Arrivò Takumi. Arrivarono Aya e Misaki con Sen, che ora lavorava nel loro laboratorio come tuttofare ed era l’unico, fra noi, a dimostrare apertamente il dolore per la fine imminente di nostro padre. Naganori aveva perso conoscenza per due giorni, poi, al terzo, si era risvegliato.

Avevo una domanda da fargli.

– Papà – gli sussurrai, avvicinando la bocca al suo orecchio – mi hai detto una cosa tremenda. Mi hai detto che Fumi è mia sorella. Mi hai detto di averlo saputo soltanto da poco, da quando ti sei trasferito a Maui, suppongo. Chi ha potuto raggiungerti fin qui per raccontarti una cosa del genere?

– E’ stata Kita – rispose con un ultimo guizzo di energia. – Kita è tornata, non la vedi accanto al tatami?

– Cosa ne sa Kita di noi? Kita è morta prima che io nascessi.

– C’è anche Shou con lei, non li vedi? Il piccolo Shou in braccio a Kita.

– Vuoi che creda a un’apparizione?

– Figlio mio, a chi vuoi credere allora? Hana non riusciva a comunicare con me, nemmeno in sogno. Perciò è venuta Kita. Per avvertirmi. Tutti siamo uno. Esiste un’anima comune a tutti, il reikon, Hana, Kita, Shou, gli antenati morti nel maremoto sono nel reikon, sono il reikon. Il reikon è consapevolezza. Io sto per unirmi a loro.

Si sollevò sul tatami e sembrava anche lui uno spettro.

– Ero seduto a meditare – disse con quel po’ di voce che gli restava, una voce già dell’altro mondo – la lanterna si è messa a dondolare, il fuoco della candela ha cominciato a cambiare forma, è diventato la forma di Kita. Aveva il kimono bianco con cui è stata sepolta, con i sutra scritti sulla cintura. E’ tornata per avvertirmi. Credile, figliolo.

Sprofondò in una specie d’assenza che forse era meditazione, forse incoscienza. Poi lentamente si adagiò sorridendo.

– Lo tsunami non mi spaventa – disse ancora.

Furono le sue ultime parole”.

“Cosa è successo dopo?
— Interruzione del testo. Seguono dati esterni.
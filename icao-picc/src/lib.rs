pub mod ca;
pub mod card;
pub mod crypt;
pub mod der_util;
pub mod iso7816;
pub mod oid;
pub mod oids;
pub mod protocol;
pub mod sec_status;
pub mod secure_messaging;
pub mod tlv;


use std::fmt::Write;


/// Formats bytes as contiguous uppercase hexadecimal digits.
pub fn hex(bytes: &[u8]) -> String {
    let mut ret = String::with_capacity(2 * bytes.len());
    for b in bytes {
        let _ = write!(ret, "{:02X}", b);
    }
    ret
}


/// Formats bytes as a classic hex dump with offsets and printable characters, one line per 16
/// bytes.
pub fn hexdump(buf: &[u8]) -> String {
    let mut ret = String::new();
    let mut offset = 0;
    while offset < buf.len() {
        let _ = write!(ret, "{:08X}  ", offset);

        for i in 0..16 {
            if offset + i < buf.len() {
                let _ = write!(ret, " {:02X}", buf[offset + i]);
            } else {
                ret.push_str("   ");
            }
        }

        ret.push_str(" |");
        for i in 0..16 {
            if offset + i >= buf.len() {
                break;
            }

            let b = buf[offset + i];
            if b.is_ascii_graphic() || b == b' ' {
                ret.push(char::from(b));
            } else {
                ret.push('.');
            }
        }
        ret.push_str("|\n");

        offset += 16;
    }
    ret
}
Fumi era davvero tua sorella?” chiese Padma, l’unica che aveva trovato naturale porre la domanda.

Hitoshi non ebbe difficoltà a rispondere.

“Sì, lo era. Ne avemmo una conferma scientifica con l’analisi del Dna”.

“Deve essere stata dura” commentò Marin.

“Abbastanza” sorrise Hitoshi nel chiarore lunare.

“E che ne è stato di Fumi?” domandò Caròl.

“E’ tornata a Tokyo. Si è sposata l’anno scorso”.

“E Kita? L’hai vista almeno in fotografia?” ancora Caròl.

“No. Di Kita non ne so più di prima. Se non una cosa forse”.

“Quale?” chiese qualcuno.

“In quella razza bugiarda che sono i fantasmi, lei si è dimostrata attendibile” rispose ilare Hitoshi.

Indovinavo gli occhi stretti nel buio. Ebbe il nostro applauso. Il ghiaccio che ci aveva avvolti durante il racconto cominciava a sciogliersi. Avevo temuto di sognare mari in tempesta. Passai, invece, una notte tranquilla.